Distinct Mechanisms Trigger Apoptosis in Human Immunodeficiency Virus Type 1-Infected and in Uninfected Bystander T Lymphocytes

Apoptosis is a main feature of AIDS pathogenesis and is thought to play a role in the progressive decrease of CD4⁺ T lymphocytes in infected individuals. To determine whether apoptosis occurs in infected and/or in uninfected peripheral blood T lymphocytes, we have used a recombinant human immunodeficiency virus type 1 (HIV-1) infectious clone expressing the green fluorescent protein (GFP). Using flow cytometry, we have determined the incidence of apoptosis by either terminal transferase dUTP nick end labeling or annexin-V assays in different cell subpopulations, i.e., in CD4⁺ or CD8⁺ T cells that were GFP positive or negative.
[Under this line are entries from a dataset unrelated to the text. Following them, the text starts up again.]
use crate::layout::{Point, Rect};

/// How a text run should be painted
#[derive(Debug, Clone, Copy, PartialEq, Eq)]
pub enum TextStyle {
    /// Real data
    Value,
    /// Design-time hint shown in place of a missing value
    Placeholder,
}

/// Glyphs drawn as vector shapes rather than font text
#[derive(Debug, Clone, Copy, PartialEq, Eq)]
pub enum Glyph {
    Check,
}

/// One line of a multi-line text block
#[derive(Debug, Clone, PartialEq)]
pub struct TextLine {
    pub text: String,
    /// Left end of the baseline in output space
    pub baseline: Point,
}

/// An abstract drawing instruction, independent of the output format.
///
/// All coordinates are in the output space the field was rendered for.
#[derive(Debug, Clone, PartialEq)]
pub enum DrawPrimitive {
    /// Stroked rectangle outline
    Rect { rect: Rect, stroke_width: f32 },
    /// Single line of text, clipped to `clip`
    Text {
        text: String,
        baseline: Point,
        font_size: f32,
        clip: Rect,
        style: TextStyle,
    },
    /// Stacked lines of text, clipped to `clip`
    Lines {
        lines: Vec<TextLine>,
        font_size: f32,
        clip: Rect,
        style: TextStyle,
    },
    /// Vector glyph centered in `rect`
    Glyph {
        glyph: Glyph,
        rect: Rect,
        stroke_width: f32,
    },
}

impl DrawPrimitive {
    pub fn name(&self) -> &'static str {
        match self {
            DrawPrimitive::Rect { .. } => "drawRect",
            DrawPrimitive::Text { .. } => "drawText",
            DrawPrimitive::Lines { .. } => "drawLines",
            DrawPrimitive::Glyph { .. } => "drawGlyph",
        }
    }
}
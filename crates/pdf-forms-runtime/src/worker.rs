use crate::{FormCommand, FormUpdate};
use pdf_forms::{
    DataRecord, RenderOptions, Template, calculate_statistics, generate_pdf, load_records,
    load_template, render_preview,
};
use std::path::PathBuf;
use tokio::sync::mpsc;

/// Async worker task that processes form commands and sends updates
pub async fn worker_task(
    mut command_rx: mpsc::UnboundedReceiver<FormCommand>,
    update_tx: mpsc::UnboundedSender<FormUpdate>,
) {
    while let Some(cmd) = command_rx.recv().await {
        process_command(cmd, &mut command_rx, &update_tx).await;
    }
    log::debug!("Command channel closed, worker exiting");
}

async fn process_command(
    cmd: FormCommand,
    command_rx: &mut mpsc::UnboundedReceiver<FormCommand>,
    update_tx: &mpsc::UnboundedSender<FormUpdate>,
) {
    match cmd {
        FormCommand::LoadTemplate { path } => handle_load_template(path, update_tx).await,
        FormCommand::LoadRecords { path } => handle_load_records(path, update_tx).await,
        FormCommand::RenderPreview {
            mut template,
            mut record,
            mut options,
        } => {
            // Drain queued preview commands, keeping only the most recent
            let mut deferred = Vec::new();
            while let Ok(next_cmd) = command_rx.try_recv() {
                match next_cmd {
                    FormCommand::RenderPreview {
                        template: new_template,
                        record: new_record,
                        options: new_options,
                    } => {
                        log::debug!("Discarding queued preview, using newer request");
                        template = new_template;
                        record = new_record;
                        options = new_options;
                    }
                    other => deferred.push(other),
                }
            }

            handle_render_preview(template, record, options, update_tx).await;

            // Everything else runs after the preview, in arrival order
            for next_cmd in deferred {
                Box::pin(process_command(next_cmd, command_rx, update_tx)).await;
            }
        }
        FormCommand::GeneratePdf {
            template,
            records,
            options,
            output_path,
        } => handle_generate_pdf(template, records, options, output_path, update_tx).await,
        FormCommand::CalculateStats { template } => {
            handle_calculate_stats(template, update_tx).await
        }
    }
}

fn send_error(update_tx: &mpsc::UnboundedSender<FormUpdate>, message: String) {
    log::error!("{}", message);
    let _ = update_tx.send(FormUpdate::Error { message });
}

async fn handle_load_template(path: PathBuf, update_tx: &mpsc::UnboundedSender<FormUpdate>) {
    match load_template(&path).await {
        Ok(template) => {
            log::info!(
                "Loaded template {} ({} pages)",
                path.display(),
                template.page_count()
            );
            let _ = update_tx.send(FormUpdate::TemplateLoaded { template });
        }
        Err(e) => send_error(update_tx, format!("Failed to load template: {e}")),
    }
}

async fn handle_load_records(path: PathBuf, update_tx: &mpsc::UnboundedSender<FormUpdate>) {
    match load_records(&path).await {
        Ok(records) => {
            log::info!("Loaded {} records from {}", records.len(), path.display());
            let _ = update_tx.send(FormUpdate::RecordsLoaded { records });
        }
        Err(e) => send_error(update_tx, format!("Failed to load records: {e}")),
    }
}

async fn handle_render_preview(
    template: Template,
    record: Option<DataRecord>,
    options: RenderOptions,
    update_tx: &mpsc::UnboundedSender<FormUpdate>,
) {
    // Rendering is CPU-bound, spawn blocking
    let result = tokio::task::spawn_blocking(move || {
        render_preview(&template, record.as_ref(), &options)
    })
    .await;

    match result {
        Ok(Ok(pages)) => {
            let _ = update_tx.send(FormUpdate::PreviewRendered { pages });
        }
        Ok(Err(e)) => send_error(update_tx, format!("Failed to render preview: {e}")),
        Err(e) => send_error(update_tx, format!("Preview task failed: {e}")),
    }
}

async fn handle_generate_pdf(
    template: Template,
    records: Vec<DataRecord>,
    options: RenderOptions,
    output_path: PathBuf,
    update_tx: &mpsc::UnboundedSender<FormUpdate>,
) {
    let page_count = template.page_count() * records.len().max(1);

    match generate_pdf(&template, &records, &options, &output_path).await {
        Ok(()) => {
            log::info!("Wrote {} pages to {}", page_count, output_path.display());
            let _ = update_tx.send(FormUpdate::PdfGenerated {
                path: output_path,
                page_count,
            });
        }
        Err(e) => send_error(update_tx, format!("{}: {e}", e.user_message())),
    }
}

async fn handle_calculate_stats(template: Template, update_tx: &mpsc::UnboundedSender<FormUpdate>) {
    let result = tokio::task::spawn_blocking(move || calculate_statistics(&template)).await;

    match result {
        Ok(Ok(stats)) => {
            let _ = update_tx.send(FormUpdate::StatsCalculated { stats });
        }
        Ok(Err(e)) => send_error(update_tx, format!("Failed to calculate statistics: {e}")),
        Err(e) => send_error(update_tx, format!("Statistics task failed: {e}")),
    }
}
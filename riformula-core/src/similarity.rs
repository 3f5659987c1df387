//! Lexical overlap scoring between activity descriptions.
//!
//! The scorer is the shared primitive behind example reuse, feedback
//! matching and near-duplicate detection. Every stored threshold in the
//! system (0.6, 0.7, 0.8, 0.9) was tuned against this exact formula.

use std::collections::HashSet;

/// Tokens of this many characters or fewer are discarded before scoring.
/// Filters Italian articles, prepositions and other connective noise.
const MIN_TOKEN_CHARS: usize = 3;

/// Lowercase, split on whitespace and keep only tokens longer than
/// [`MIN_TOKEN_CHARS`] characters.
pub fn token_set(text: &str) -> HashSet<String> {
    text.to_lowercase()
        .split_whitespace()
        .filter(|word| word.chars().count() > MIN_TOKEN_CHARS)
        .map(str::to_string)
        .collect()
}

/// Word-overlap similarity in `[0, 1]`.
///
/// Counts tokens of the first set that also appear in the second and
/// divides by `max(|A|, |B|)`. The max-based denominator is NOT a Jaccard
/// index and must not be replaced with one: the reuse thresholds stored
/// throughout the system assume this formula.
///
/// Returns `0.0` when either filtered set is empty - never NaN or infinite.
pub fn score(a: &str, b: &str) -> f64 {
    let words_a = token_set(a);
    let words_b = token_set(b);

    let larger = words_a.len().max(words_b.len());
    if larger == 0 {
        return 0.0;
    }

    let common = words_a.iter().filter(|w| words_b.contains(*w)).count();
    common as f64 / larger as f64
}

#[cfg(test)]
mod tests {
    use super::*;

    #[test]
    fn test_identical_strings_score_one() {
        assert_eq!(score("installazione server", "installazione server"), 1.0);
    }

    #[test]
    fn test_identity_is_zero_when_all_tokens_short() {
        // Every token has <= 3 chars, so both filtered sets are empty.
        assert_eq!(score("pc ok su", "pc ok su"), 0.0);
    }

    #[test]
    fn test_empty_inputs_guard_division() {
        assert_eq!(score("", ""), 0.0);
        assert_eq!(score("", "installazione"), 0.0);
        assert_eq!(score("installazione", ""), 0.0);
    }

    #[test]
    fn test_case_insensitive() {
        assert_eq!(score("PRESIDIO Zara", "presidio zara"), 1.0);
    }

    #[test]
    fn test_max_denominator_is_symmetric_despite_unequal_sizes() {
        // |A| = 2, |B| = 1: both directions divide by max = 2, so the
        // non-standard denominator still yields a symmetric score.
        let forward = score("installazione server", "server");
        let backward = score("server", "installazione server");
        assert_eq!(forward, 0.5);
        assert_eq!(forward, backward);
    }

    #[test]
    fn test_partial_overlap() {
        // {configurazione, firewall, aziendale} vs {configurazione, firewall,
        // rete}: 2 common over max size 3.
        let s = score(
            "configurazione firewall aziendale",
            "configurazione firewall rete",
        );
        assert!((s - 2.0 / 3.0).abs() < 1e-9);
    }

    #[test]
    fn test_short_tokens_do_not_count_as_overlap() {
        // "su" and "del" are filtered from both sides.
        let s = score("backup su nas del cliente", "backup del server");
        let expected = 1.0 / 2.0; // {backup, cliente} vs {backup, server}
        assert!((s - expected).abs() < 1e-9);
    }

    #[test]
    fn test_token_set_filters_and_lowercases() {
        let set = token_set("Aggiornamento SO su PC");
        assert!(set.contains("aggiornamento"));
        assert!(!set.contains("so"));
        assert!(!set.contains("pc"));
        assert_eq!(set.len(), 1);
    }
}

#[cfg(test)]
mod prop_tests {
    use super::*;
    use proptest::prelude::*;

    proptest! {
        #![proptest_config(ProptestConfig::with_cases(200))]

        /// The score is always a finite value in [0, 1].
        #[test]
        fn prop_score_in_unit_range(a in ".{0,80}", b in ".{0,80}") {
            let s = score(&a, &b);
            prop_assert!(s.is_finite());
            prop_assert!((0.0..=1.0).contains(&s));
        }

        /// The max-based denominator makes the score symmetric even when
        /// the two token sets differ in size.
        #[test]
        fn prop_score_symmetric(a in "[a-zàèù ]{0,60}", b in "[a-zàèù ]{0,60}") {
            prop_assert_eq!(score(&a, &b), score(&b, &a));
        }

        /// Self-similarity is exactly 1 when any token survives the length
        /// filter, else exactly 0.
        #[test]
        fn prop_self_score_is_binary(a in "[a-zàèù ]{0,60}") {
            let s = score(&a, &a);
            if token_set(&a).is_empty() {
                prop_assert_eq!(s, 0.0);
            } else {
                prop_assert_eq!(s, 1.0);
            }
        }
    }
}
After HIV-1 infection of purified peripheral blood lymphocytes, we observed that apoptosis occurred mostly in infected CD4⁺ peripheral blood lymphocytes. Remarkably, the presence of monocyte-derived macrophages in the culture increased dramatically the apoptosis of uninfected bystander T lymphocytes, while apoptosis in HIV-infected T lymphocytes was not changed. We therefore demonstrate that HIV-induced apoptosis results from at least two distinct mechanisms: (i) direct apoptosis in HIV-infected CD4⁺ T lymphocytes and (ii) indirect apoptosis in uninfected T cells mediated by antigen-presenting cells.